Estado laico sob ataque: a política brasileira e a instrumentalização da fé
Por Fúlvio B. G. de Castro
Professor de Sociologia e Bacharel em Direito.
O Estado laico brasileiro, consagrado na Constituição de 1988, atravessa um momento de tensão que já não pode ser tratado como periférico. A crescente infiltração da religião — em especial de vertentes fundamentalistas do evangelicalismo — no centro das decisões políticas impõe um debate urgente sobre os limites entre fé e poder. Não se trata de negar a religião, mas de preservar uma conquista civilizatória que protege tanto a democracia quanto a própria experiência religiosa.
A separação entre Igreja e Estado é, muitas vezes, apresentada de forma equivocada como uma bandeira antirreligiosa. Historicamente, ocorre exatamente o oposto. Esse princípio foi formulado por cristãos que buscavam proteger a fé da perseguição política e impedir que o poder secular corrompesse a mensagem religiosa. A própria tradição cristã oferece fundamentos claros para essa separação. Nos evangelhos, Cristo afirma que “meu reino não é deste mundo”, demarcando uma fronteira nítida entre o espiritual e o terreno. Quando essa fronteira é rompida, o resultado não é santificação da política, mas sua idolatria.
No Brasil contemporâneo, a atuação da chamada bancada evangélica no Congresso Nacional ilustra esse risco. Formada por parlamentares que se apresentam como representantes diretos de uma suposta “vontade de Deus”, essa frente tem exercido influência decisiva em pautas legislativas que vão desde direitos reprodutivos e políticas de gênero até educação, ciência e cultura. Muitas dessas iniciativas não se baseiam em critérios técnicos, científicos ou constitucionais, mas em interpretações religiosas particulares, convertidas em projetos de lei e discursos morais impostos a toda a sociedade.
Esse movimento é frequentemente justificado pela retórica da “batalha espiritual”, conceito amplamente difundido por lideranças fundamentalistas. Segundo essa lógica, a política deixa de ser um espaço de mediação democrática de interesses e passa a ser um campo de guerra metafísica entre o “bem” e o “mal”. Instituições republicanas, como o Congresso, o Judiciário e a imprensa, são tratadas como territórios a serem “conquistados” para Deus. O efeito prático dessa visão é devastador: adversários políticos deixam de ser oponentes legítimos e passam a ser inimigos morais; o dissenso democrático é substituído por cruzadas ideológicas.

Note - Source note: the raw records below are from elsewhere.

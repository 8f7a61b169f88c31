//! Window decorations for a compositing window manager.
//!
//! toarudeco draws the frame around a window: the title bar with its
//! caption and buttons, the borders, and the drop shadow behind it all.
//! It does not talk to a display server. The host feeds each
//! [`Decoration`] the state of its window, paints it through a
//! [`Painter`](paint::Painter), and carries out the
//! [`HostRequest`](decoration::HostRequest)s it queues.
//!
//! ```no_run
//! use toarudeco::config::{DecorationConfig, DecorationSettings};
//! use toarudeco::window::{Capabilities, WindowEvent, WindowState};
//! use toarudeco::DecorationManager;
//!
//! let manager = DecorationManager::new(DecorationConfig::default(), DecorationSettings::default());
//! let mut deco = manager.create_decoration(WindowState::new(640, "xterm", Capabilities::all()));
//!
//! deco.on_window_state_changed(WindowEvent::ActiveChanged(true));
//! for request in deco.drain_requests() {
//!     println!("{:?}", request);
//! }
//! ```

#![warn(missing_docs)]

#[macro_use]
extern crate bitflags;

pub mod core;
pub mod config;
pub mod window;
pub mod theme;
pub mod animation;
pub mod metrics;
pub mod shadow;
pub mod frame;
pub mod paint;
pub mod button;
pub mod decoration;
pub mod manager;

pub use crate::core::types;
pub use crate::core::types::{DecoError, Result};
pub use crate::decoration::{Decoration, DecorationElement, HostRequest};
pub use crate::manager::DecorationManager;
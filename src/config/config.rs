//! The decoration configuration object.

use std::any::Any;
use std::str::FromStr;
use std::time::Duration;

use strum::{Display, EnumIter, EnumString, FromRepr};
use tracing::{instrument, warn};

use crate::types::Color;
use crate::{DecoError, Result};

use super::ConfigSection;

/// The longest animation duration a config may specify.
pub const MAX_ANIMATION_DURATION: Duration = Duration::from_secs(5);

/// An enum option that can be read from a numeric index.
///
/// Hosts commonly persist enum options as integers. Indices that do not
/// name a variant never fail to load: they map to [`FALLBACK`](ConfigEnum::FALLBACK).
pub trait ConfigEnum: Copy + FromStr + 'static {
    /// The value used for indices that do not name a variant.
    const FALLBACK: Self;

    /// The variant with discriminant `index`, if any.
    fn from_discriminant(index: i64) -> Option<Self>;

    /// The variant with discriminant `index`, or the fallback.
    fn from_index(index: i64) -> Self {
        Self::from_discriminant(index).unwrap_or(Self::FALLBACK)
    }
}

macro_rules! __impl_config_enum {
    ($($name:ident => $fallback:ident),+ $(,)?) => {
        $(
            impl ConfigEnum for $name {
                const FALLBACK: Self = $name::$fallback;

                fn from_discriminant(index: i64) -> Option<Self> {
                    u8::try_from(index).ok().and_then($name::from_repr)
                }
            }
        )+
    };
}

/// The width of the window border, as a multiple of the small spacing unit.
///
/// Sizes are ordered from thinnest to thickest.
#[derive(Debug, Clone, Copy, PartialEq, Eq, PartialOrd, Ord, Hash, Default)]
#[derive(Display, EnumString, EnumIter, FromRepr)]
#[cfg_attr(feature = "serde", derive(serde::Serialize, serde::Deserialize))]
#[repr(u8)]
#[allow(missing_docs)]
pub enum BorderSize {
    None,
    NoSides,
    Tiny,
    #[default]
    Normal,
    Large,
    VeryLarge,
    Huge,
    VeryHuge,
    Oversized,
}

impl BorderSize {
    /// The border width in multiples of the small spacing unit.
    pub fn multiplier(&self) -> i32 {
        use BorderSize::*;
        match self {
            None | NoSides => 0,
            Tiny => 1,
            Normal => 2,
            Large => 3,
            VeryLarge => 4,
            Huge => 5,
            VeryHuge => 6,
            Oversized => 10,
        }
    }
}
//! Title bar buttons.
//!
//! A [`Button`] knows its kind, its cell in the title bar, and its
//! interaction state. It owns an [`Animation`] that cross-fades its colors
//! as the pointer enters and leaves it.

mod glyphs;

use std::time::Duration;

use tracing::trace;

use crate::animation::Animation;
use crate::config::{DecorationConfig, IconStyle};
use crate::decoration::DecorationElement;
use crate::frame::{ButtonCell, CellPosition};
use crate::paint::{Painter, Pen, Style};
use crate::theme::{ColorSet, LIGHT};
use crate::types::{Color, Direction, Logical, Point, PointF, Rect, RectF, Size};
use crate::window::ButtonKind;

/// What a button needs to know about its decoration to draw itself.
#[derive(Debug, Clone, Copy, PartialEq)]
pub struct ButtonContext {
    /// The palette of the current theme.
    pub colors: &'static ColorSet,
    /// The glyph set.
    pub icon_style: IconStyle,
    /// Whether the window is focused, or `None` if the window is gone.
    pub window_active: Option<bool>,
    /// The current caption color, used to tint the client icon.
    pub font_color: Color,
}

impl Default for ButtonContext {
    fn default() -> Self {
        Self {
            colors: &LIGHT,
            icon_style: IconStyle::default(),
            window_active: None,
            font_color: LIGHT.title_font_inactive,
        }
    }
}

/// A title bar button.
#[derive(Debug)]
pub struct Button {
    cell: ButtonCell,
    standalone: bool,
    hovered: bool,
    pressed: bool,
    checked: bool,
    animation: Animation,
    ctx: ButtonContext,
}

impl Button {
    /// Creates a button of `kind` in `cell`.
    pub fn new(cell: ButtonCell) -> Self {
        Self {
            cell,
            standalone: false,
            hovered: false,
            pressed: false,
            checked: false,
            animation: Animation::new(Duration::ZERO),
            ctx: ButtonContext::default(),
        }
    }

    /// Creates a button drawn on its own, outside a title bar.
    ///
    /// Standalone buttons draw their glyph over their whole geometry,
    /// and ignore edge offsets.
    pub fn standalone(kind: ButtonKind, geometry: Rect) -> Self {
        let cell = ButtonCell {
            kind,
            rect: geometry,
            offset: Point::zeroed(),
            icon_size: geometry.width(),
            position: CellPosition::Normal,
        };
        Self {
            standalone: true,
            ..Self::new(cell)
        }
    }

    /// The kind of button.
    pub fn kind(&self) -> ButtonKind {
        self.cell.kind
    }

    /// The cell the button occupies.
    pub fn cell(&self) -> &ButtonCell {
        &self.cell
    }

    /// Moves the button to a new cell.
    pub fn set_cell(&mut self, cell: ButtonCell) {
        self.cell = ButtonCell { kind: self.cell.kind, ..cell };
    }

    /// The clickable area.
    pub fn geometry(&self) -> Rect {
        self.cell.rect
    }

    /// Whether the button is drawn outside a title bar.
    pub fn is_standalone(&self) -> bool {
        self.standalone
    }

    /// Whether the pointer is over the button.
    pub fn is_hovered(&self) -> bool {
        self.hovered
    }

    /// Whether the button is held down.
    pub fn is_pressed(&self) -> bool {
        self.pressed
    }

    /// Whether the button is toggled on.
    pub fn is_checked(&self) -> bool {
        self.checked
    }

    /// Whether the button is drawn highlighted for being checked.
    ///
    /// Always false for [`ButtonKind::Maximize`]: its glyph already
    /// shows whether the window is maximized.
    pub fn is_checked_custom(&self) -> bool {
        self.kind() != ButtonKind::Maximize && self.checked
    }

    /// Whether the hover animation needs further ticks.
    pub fn is_animating(&self) -> bool {
        self.animation.is_running()
    }

    /// The eased value of the hover animation.
    pub fn opacity(&self) -> f64 {
        self.animation.value()
    }

    /// Applies a new configuration.
    pub fn configure(&mut self, config: &DecorationConfig) {
        self.animation.set_duration(config.animations_duration);
        self.animation.set_enabled(config.animations_enabled);
        self.ctx.icon_style = config.icon_style;
        self.ctx.colors = crate::theme::colors_for(config.theme);
    }

    /// Updates what the button knows about its decoration.
    pub fn set_context(&mut self, ctx: ButtonContext) {
        self.ctx = ctx;
    }

    /// The button's view of its decoration.
    pub fn context(&self) -> &ButtonContext {
        &self.ctx
    }

    /// Sets whether the pointer is over the button.
    ///
    /// Returns whether the button needs to be redrawn.
    pub fn set_hovered(&mut self, hovered: bool) -> bool {
        if self.hovered == hovered {
            return false
        }
        self.hovered = hovered;

        if self.animation.is_enabled() {
            let direction = if hovered { Direction::Forward } else { Direction::Backward };
            self.animation.set_direction(direction);
            self.animation.start();
        } else {
            self.animation.set_progress(if hovered { 1.0 } else { 0.0 });
        }
        trace!(target: "button", "{} hovered: {}", self.kind(), hovered);
        true
    }

    /// Sets whether the button is held down. Returns whether it changed.
    pub fn set_pressed(&mut self, pressed: bool) -> bool {
        std::mem::replace(&mut self.pressed, pressed) != pressed
    }

    /// Sets whether the button is toggled on. Returns whether it changed.
    pub fn set_checked(&mut self, checked: bool) -> bool {
        std::mem::replace(&mut self.checked, checked) != checked
    }

    /// Advances the hover animation. Returns whether it is still running.
    pub fn advance(&mut self, elapsed: Duration) -> bool {
        self.animation.advance(elapsed);
        self.animation.is_running()
    }

    /// The glyph color, or `None` if nothing should be drawn.
    pub fn foreground_color(&self) -> Option<Color> {
        let active = self.ctx.window_active?;
        let c = self.ctx.colors;
        let is_close = self.kind() == ButtonKind::Close;
        let idle = if active { c.icon } else { c.icon_unfocused };

        let color = if (self.pressed || self.is_checked_custom()) && !is_close {
            c.icon_active
        } else if is_close {
            c.title_bar
        } else if self.is_animating() {
            Color::mix(idle, c.icon_hover, self.opacity())
        } else if self.hovered {
            c.icon_hover
        } else {
            idle
        };
        Some(color)
    }

    /// The chip color, or `None` if no chip is drawn.
    pub fn background_color(&self) -> Option<Color> {
        let active = self.ctx.window_active?;
        let c = self.ctx.colors;
        let is_close = self.kind() == ButtonKind::Close;
        let close_idle = if active { c.close } else { c.icon_unfocused };

        if self.pressed {
            Some(if is_close { c.close_active } else { c.button_active })
        } else if self.is_checked_custom() {
            Some(c.button_selected)
        } else if self.is_animating() {
            if is_close {
                Some(Color::mix(close_idle, c.close_hover, self.opacity()))
            } else {
                Some(c.button_hover.scale_alpha(self.opacity()))
            }
        } else if self.hovered {
            Some(if is_close { c.close_hover } else { c.button_hover })
        } else if is_close {
            Some(close_idle)
        } else {
            None
        }
    }

    /// Draws the button.
    pub fn draw(&self, painter: &mut dyn Painter) {
        if self.ctx.window_active.is_none() {
            return
        }
        painter.save();

        let offset = self.cell.offset.cast::<f32>();
        match self.cell.position {
            CellPosition::FirstInList => painter.translate(offset.x, offset.y),
            _ => painter.translate(0.0, offset.y),
        }

        if self.kind() == ButtonKind::Menu {
            let rect = self.cell.rect;
            let icon = RectF::new(rect.x() as f32, rect.y() as f32, self.icon_size(), self.icon_size());
            painter.draw_client_icon(icon, self.ctx.font_color);
        } else {
            self.draw_icon(painter);
        }

        painter.restore();
    }

    fn icon_size(&self) -> f32 {
        if self.standalone {
            self.cell.rect.width() as f32
        } else {
            self.cell.icon_size as f32
        }
    }

    fn draw_icon(&self, painter: &mut dyn Painter) {
        let width = self.icon_size();
        if width <= 0.0 {
            return
        }

        // map the 18x18 glyph square onto the icon, with a unit of padding
        painter.translate(self.cell.rect.x() as f32, self.cell.rect.y() as f32);
        painter.scale(width / 20.0, width / 20.0);
        painter.translate(1.0, 1.0);

        if let Some(bg) = self.background_color() {
            let outlined = self.kind() != ButtonKind::Close
                && !self.pressed
                && !self.is_checked_custom()
                && (self.hovered || self.is_animating());

            if outlined {
                let style = Style::fill(bg).with_stroke(Pen::new(self.ctx.colors.button_hover_border, 1.25));
                painter.draw_ellipse(RectF::new(2.5, 2.5, 13.0, 13.0), &style);
            } else {
                painter.draw_ellipse(RectF::new(2.0, 2.0, 14.0, 14.0), &Style::fill(bg));
            }
        }

        if let Some(fg) = self.foreground_color() {
            glyphs::draw_glyph(painter, self.kind(), self.checked, self.ctx.icon_style, fg, width);
        }
    }
}

impl DecorationElement for Button {
    fn paint(&self, painter: &mut dyn Painter, repaint: Rect) {
        if repaint.intersects(&self.geometry()) {
            self.draw(painter);
        }
    }

    fn hit_test(&self, point: PointF) -> bool {
        self.geometry().to_f32().contains_point(point)
    }

    fn computed_size(&self) -> Size<i32, Logical> {
        self.geometry().size
    }
}
use crate::cli::args::{CliArgs, Command};

pub fn validate(args: &CliArgs) -> Result<(), String> {
    if let Some(page_size) = args.page_size {
        if page_size == 0 {
            return Err("invalid page-size, expected positive integer".to_string());
        }
    }
    if let Some(timeout) = args.timeout {
        if timeout == 0 {
            return Err("invalid timeout, expected positive number of seconds".to_string());
        }
    }
    if let Some(raw) = args.database_url.as_deref() {
        reqwest::Url::parse(raw.trim())
            .map_err(|e| format!("invalid --database-url '{raw}': {e}"))?;
    }
    if let Some(raw) = args.proxy.as_deref() {
        if !raw.trim().is_empty() {
            reqwest::Url::parse(raw.trim()).map_err(|e| format!("invalid --proxy '{raw}': {e}"))?;
        }
    }
    match args.command.as_ref() {
        Some(Command::List {
            format: Some(raw), ..
        }) => {
            crate::view::OutputFormat::parse(raw)
                .ok_or_else(|| format!("invalid --format '{raw}', expected table or json"))?;
        }
        Some(Command::Delete { id }) => {
            crate::store::validate_key(id).map_err(|e| e.to_string())?;
        }
        _ => {}
    }
    Ok(())
}
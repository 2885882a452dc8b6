use crate::record::SubmissionRecord;

pub fn normalize_term(raw: &str) -> String {
    raw.trim().to_lowercase()
}

/// True when `term` (already normalized) occurs in mobile, bank, amount or
/// pin. Only the bank comparison ignores case.
pub fn matches_term(record: &SubmissionRecord, term: &str) -> bool {
    record.mobile.contains(term)
        || record.bank.to_lowercase().contains(term)
        || record.amount.contains(term)
        || record.pin.contains(term)
}

/// The subsequence of `records` matching `term`, in input order. An empty
/// term keeps every record.
pub fn filter_records(term: &str, records: &[SubmissionRecord]) -> Vec<SubmissionRecord> {
    if term.is_empty() {
        return records.to_vec();
    }
    records
        .iter()
        .filter(|r| matches_term(r, term))
        .cloned()
        .collect()
}
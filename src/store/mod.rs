pub mod memory;
pub mod realtime;

use async_trait::async_trait;
use thiserror::Error;

use crate::record::SubmissionRecord;

pub use memory::MemoryStore;
pub use realtime::{RealtimeDbOptions, RealtimeDbStore};

#[derive(Debug, Error)]
pub enum StoreError {
    #[error("store unavailable: {reason}")]
    Unavailable { reason: String },

    #[error("no submission with id '{id}'")]
    NotFound { id: String },

    #[error("invalid submission id '{id}'")]
    InvalidKey { id: String },

    #[error("failed to set up store client: {reason}")]
    ClientSetup { reason: String },

    #[error("malformed collection snapshot: {source}")]
    MalformedSnapshot {
        #[source]
        source: serde_json::Error,
    },
}

/// A remote collection of submission records.
///
/// Every operation either succeeds or fails as a whole.
#[async_trait]
pub trait RecordStore: Send + Sync {
    /// All records, newest first (see [`crate::record::sort_newest_first`]).
    async fn fetch_all(&self) -> Result<Vec<SubmissionRecord>, StoreError>;

    async fn delete_one(&self, id: &str) -> Result<(), StoreError>;

    async fn delete_all(&self) -> Result<(), StoreError>;
}

/// Rejects ids the store would refuse as keys, before any request is made.
pub fn validate_key(id: &str) -> Result<(), StoreError> {
    let bad = id.trim().is_empty()
        || id
            .chars()
            .any(|c| matches!(c, '.' | '$' | '#' | '[' | ']' | '/') || c.is_control());
    if bad {
        return Err(StoreError::InvalidKey { id: id.to_string() });
    }
    Ok(())
}

#[cfg(test)]
mod tests {
    use super::validate_key;

    #[test]
    fn generated_push_ids_are_valid_keys() {
        assert!(validate_key("-NxY3kPq_9aBcD").is_ok());
    }

    #[test]
    fn forbidden_key_characters_are_rejected() {
        for id in ["", "  ", "a.b", "a/b", "a$b", "a#b", "a[0]", "a\nb"] {
            assert!(validate_key(id).is_err(), "{id:?} should be rejected");
        }
    }
}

Além disso, a noção de que Deus deseja a ocupação dos três Poderes da República não apenas fere o princípio do Estado laico, como também distorce profundamente os próprios preceitos cristãos. Transformar a política em expressão direta da vontade divina é reduzir Deus a instrumento de poder e justificar, em Seu nome, práticas autoritárias, excludentes e antidemocráticas. Isso é idolatria — a sacralização do poder humano — e não fé.
A história oferece alertas claros sobre esse caminho. A separação entre Igreja e Estado foi fundamental para encerrar séculos de guerras religiosas que devastaram sociedades inteiras. Foi esse princípio que permitiu a convivência plural, a liberdade de culto e a paz civil em sociedades diversas. Reabrir essa porta, ainda que sob novas roupagens, significa flertar novamente com conflitos que a humanidade levou séculos para superar.
Diante desse cenário, cabe à sociedade civil discutir e construir mecanismos institucionais de proteção ao Estado laico. Isso passa pelo fortalecimento da educação cívica, pela vigilância sobre a atuação parlamentar, pelo respeito à Constituição e pela recusa de qualquer projeto político que reivindique legitimidade divina para governar. Na igreja, deve-se falar de fé; na política, de políticas públicas. Misturar esses campos não fortalece nenhum deles — apenas corrói ambos.
Defender o Estado laico, portanto, não é atacar a religião. É defendê-la da corrupção do poder e, ao mesmo tempo, proteger a democracia de uma teologia que transforma a política em guerra santa. A pergunta que se impõe é simples e incômoda: queremos avançar na pluralidade democrática ou retroceder a um passado marcado por conflitos religiosos travestidos de virtude moral?